António Variações – Entrevista antes de ser famoso - Você que é cabeleireiro e também artista: porque é que não envereda pela carreira artista? - Eu quero! Eu queria! Isso, para mim, está cima de tudo! Agora que se está a desenhar uma carreira, vou agarrá-la o mais que eu puder, claro!

                                                                     Jorge Trabulo Marques  - Jornalista 




ANTÓNIO VARIAÇÕES -  A  GRANDE ATRAÇÃO DE UMA "NOITE TROPICAL", EM NOITE FRIA DE DEZEMBRO DE 1982 -  Num ambiente de personagens burlescas, entre a alegoria ultramoderna e o fantasmagórico: onde predominavam as cores brancas e negras - Algumas assumidamente dráculas ou travestidas de  andorinhas - Mas, onde a sua presença ainda mais se  destacava, tanto pela voz como pela sua imagem simpática, singular e que nunca descaía para a banalidade e o trivial  ridículo.  

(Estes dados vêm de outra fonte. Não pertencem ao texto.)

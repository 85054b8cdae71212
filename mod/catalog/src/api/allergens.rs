use axum::{Json, Router, routing::get};

use super::AppState;
use crate::model::INCO_ALLERGENS;

pub fn routes() -> Router<AppState> {
    Router::new().route("/allergens", get(list_allergens))
}

/// The fixed INCO declarable-allergen list; the catalog validates nothing
/// against it, it only feeds pickers.
async fn list_allergens() -> Json<serde_json::Value> {
    Json(serde_json::json!({"items": INCO_ALLERGENS, "total": INCO_ALLERGENS.len()}))
}
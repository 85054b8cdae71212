pub mod api;
pub mod model;
pub mod service;

use std::sync::Arc;

use axum::Router;
use fournil_core::Module;

use service::CatalogService;

/// Catalog module — products, suppliers, recipes and pricing.
pub struct CatalogModule {
    service: Arc<CatalogService>,
}

impl CatalogModule {
    pub fn new(service: CatalogService) -> Self {
        Self {
            service: Arc::new(service),
        }
    }

    /// Shared handle, for callers that aggregate across modules.
    pub fn service(&self) -> Arc<CatalogService> {
        self.service.clone()
    }
}

impl Module for CatalogModule {
    fn name(&self) -> &str {
        "catalog"
    }

    fn routes(&self) -> Router {
        api::router(self.service.clone())
    }
}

“Visto-me da maneira como me sinto bem!... Mais nada! …Tenho preocupações estéticas mas nunca de modas!...”  Declarou-me no final de um espetáculo na discoteca Trumps em 1982 para angariar fundos para uma associação de idosos – Onde fez a antestreia Voz-Amália-de-Nós, “Nostradamus” e “O Corpo é Que Paga” 

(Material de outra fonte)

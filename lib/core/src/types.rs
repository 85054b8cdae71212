use serde::Serialize;
use serde::de::DeserializeOwned;

use crate::ServiceError;

/// Merge a JSON patch into a base value.
///
/// For each key in `patch`:
/// - If the value is `null`, the key is removed from `base`.
/// - Otherwise, the key is set to the patch value.
///
/// This follows RFC 7386 (JSON Merge Patch) semantics.
pub fn merge_patch(
    base: &mut serde_json::Value,
    patch: &serde_json::Value,
) {
    if let (Some(base_obj), Some(patch_obj)) = (base.as_object_mut(), patch.as_object()) {
        for (key, value) in patch_obj {
            if value.is_null() {
                base_obj.remove(key);
            } else if value.is_object() {
                // Recursively merge nested objects.
                let entry = base_obj
                    .entry(key.clone())
                    .or_insert_with(|| serde_json::Value::Object(serde_json::Map::new()));
                merge_patch(entry, value);
            } else {
                base_obj.insert(key.clone(), value.clone());
            }
        }
    } else {
        *base = patch.clone();
    }
}

/// Apply a JSON merge patch to a typed record.
///
/// The record round-trips through `serde_json::Value`, so a patch that
/// removes or mistypes a required field surfaces as a Validation error
/// rather than a panic.
pub fn apply_patch<T>(current: &T, patch: serde_json::Value) -> Result<T, ServiceError>
where
    T: Serialize + DeserializeOwned,
{
    let mut value = serde_json::to_value(current)
        .map_err(|e| ServiceError::Internal(e.to_string()))?;
    merge_patch(&mut value, &patch);
    serde_json::from_value(value)
        .map_err(|e| ServiceError::Validation(format!("invalid patch: {e}")))
}

#[cfg(test)]
mod tests {
    use super::*;
    use serde::Deserialize;

    #[test]
    fn test_merge_patch() {
        let mut base = serde_json::json!({"a": 1, "b": 2, "c": {"d": 3}});
        let patch = serde_json::json!({"b": null, "c": {"e": 4}, "f": 5});
        merge_patch(&mut base, &patch);
        assert_eq!(
            base,
            serde_json::json!({"a": 1, "c": {"d": 3, "e": 4}, "f": 5})
        );
    }

    #[derive(Debug, PartialEq, Serialize, Deserialize)]
    struct Record {
        name: String,
        count: i64,
    }

    #[test]
    fn apply_patch_updates_fields() {
        let current = Record { name: "farine".into(), count: 3 };
        let patched: Record =
            apply_patch(&current, serde_json::json!({"count": 7})).unwrap();
        assert_eq!(patched, Record { name: "farine".into(), count: 7 });
    }

    #[test]
    fn apply_patch_rejects_bad_types() {
        let current = Record { name: "farine".into(), count: 3 };
        let err = apply_patch::<Record>(&current, serde_json::json!({"count": "many"}))
            .unwrap_err();
        assert!(matches!(err, ServiceError::Validation(_)));
    }

    #[test]
    fn apply_patch_rejects_removed_required_field() {
        let current = Record { name: "farine".into(), count: 3 };
        let err = apply_patch::<Record>(&current, serde_json::json!({"name": null}))
            .unwrap_err();
        assert!(matches!(err, ServiceError::Validation(_)));
    }
}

Conheci-o, pela primeira vez, num espetáculo noturno do Ritz Club, na Rua da Glória, quando ainda ensaiava os caminhos da fama  -  E também o visitei na sua barbearia -  "É Pró Menino e Prá Menina, na Rua de São José" - .tendo aproveitado para cortar o cabelo, que, geralmente, me era cortado por outro famoso cabeleiro, o Zé Carlos

Falámos da nossa adolescência: ambos fomos marçanos  nas velhas mercearias de Lisboa - E, pelos vistos, ambos ainda crianças Eu com 12 anos de idade. E ele sensivelmente com a mesma idade.  

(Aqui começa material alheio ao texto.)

//! Recipe costing: resolve a product's bill-of-materials cost from the
//! best available ingredient prices.

use std::collections::HashMap;

use serde::Serialize;

use crate::model::{IngredientPrice, RecipeLine};

/// Costed recipe for one SKU.
#[derive(Debug, Clone, Serialize)]
#[serde(rename_all = "camelCase")]
pub struct RecipeCost {
    pub sku: String,
    pub lines: Vec<RecipeCostLine>,
    /// Sum of the line totals, pre-tax.
    pub total: f64,
}

#[derive(Debug, Clone, Serialize)]
#[serde(rename_all = "camelCase")]
pub struct RecipeCostLine {
    pub ingredient: String,
    pub qty_per_unit: f64,
    pub unit: String,
    /// Best (minimum) pre-tax price found for the ingredient; 0 when no
    /// supplier lists it.
    pub best_price: f64,
    pub line_total: f64,
}

/// Minimum pre-tax price per ingredient code.
///
/// Scanning in table order and only replacing on a strictly lower price
/// makes ties deterministic: the first supplier row wins.
pub fn best_prices(prices: &[IngredientPrice]) -> HashMap<String, f64> {
    let mut best: HashMap<String, f64> = HashMap::new();
    for p in prices {
        best.entry(p.code.clone())
            .and_modify(|cur| {
                if p.price_pretax < *cur {
                    *cur = p.price_pretax;
                }
            })
            .or_insert(p.price_pretax);
    }
    best
}

/// Cost the recipe of `sku`: sum of best_price × quantity over its lines.
///
/// A SKU with no lines costs 0. An ingredient missing from the price
/// table contributes 0, silently; the line still appears in the detail so
/// the gap is visible.
pub fn recipe_cost(lines: &[RecipeLine], prices: &[IngredientPrice], sku: &str) -> RecipeCost {
    let best = best_prices(prices);
    let mut out = Vec::new();
    let mut total = 0.0;
    for line in lines.iter().filter(|l| l.sku == sku) {
        let best_price = best.get(&line.ingredient).copied().unwrap_or(0.0);
        let line_total = best_price * line.qty_per_unit;
        total += line_total;
        out.push(RecipeCostLine {
            ingredient: line.ingredient.clone(),
            qty_per_unit: line.qty_per_unit,
            unit: line.unit.clone(),
            best_price,
            line_total,
        });
    }
    RecipeCost { sku: sku.to_string(), lines: out, total }
}

/// Round to 4 decimals, the precision kept when a cost is materialized
/// into the supplier price table.
pub(crate) fn round4(x: f64) -> f64 {
    (x * 10_000.0).round() / 10_000.0
}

A sua voz era calorosa e genuinamente Lusa, com as tonalidades da alegria minhota  - Se a morte, o não tivesse levado tão cedo, poderia ter hoje a projeção de Amália Rodrigues, de que se confessava  grande admirador tendo-lhe dedicado um dos seus mais populares temas musicais


JTM - ANTÓNIO VARIAÇÕES,- Você que é cabeleireiro e também artista: por que é que não envereda pela carreira artistica? - - Eu quero!..... Isso, para mim, está cima de tudo! 
Agora, que se está a desenhar uma carreira, vou agarrá-la o mais que eu puder, claro!- 

Infelizmente, por pouco tempo: morreu no dia 13 de Junho de 1984, em consequência de uma broncopneumonia bilateral grave 

UMA VIDA BREVE MAS INTENSA E CHEIA DE EMOÇÕES  - Chamou a si o apelido artístico de António Variações - De seu nome completo,  António Joaquim Rodrigues Ribeiro, filho de camponeses minhotos  – Nascido na  aldeia  Lugar do Pilar, freguesia de Fiscal em 3 de Dezembro de 1944, tal como muitas crianças da sua  em 1957, partiu para a capital  para se lançar na vida  - Tal como sucedeu  a quem não tinha posses para estudar ou não era aceite no seminário - Donde fui exluido ao cabo de 2 meses depois de uma dura experiências de marçano em Lisboa-

PERDEU-SE  DA  CANÇÃO PORTUGUESA,  UM LEGÍTIMO SUCESSOR DA AMÁLIA RODRIGUES  - AOS 40 ANOS 

A sua voz era calorosa e genuinamente Lusa, com as tonalidades da alegria minhota  - Se a morte, o não tivesse levado tão cedo, poderia ter hoje a projeção de Amália Rodrigues, de que se confessava  grande admirador tendo-lhe dedicado um dos seus mais populares temas musicais




 António Variações, o artista convidado para a abrilhantar a festa na discoteca Tramps, naquela noite destinada angariar fundos para uma instituição de caridade. “Questionado, no fim do espetáculo, se gostava deste ambiente noturno, respondeu-me:
"Gosto!...   Não tanto como gostaria, porque tenho outras atividades durante o dia e um horário a cumprir, que não dá para grandes noitadas!... Tenho de estar de manhã acordado!..  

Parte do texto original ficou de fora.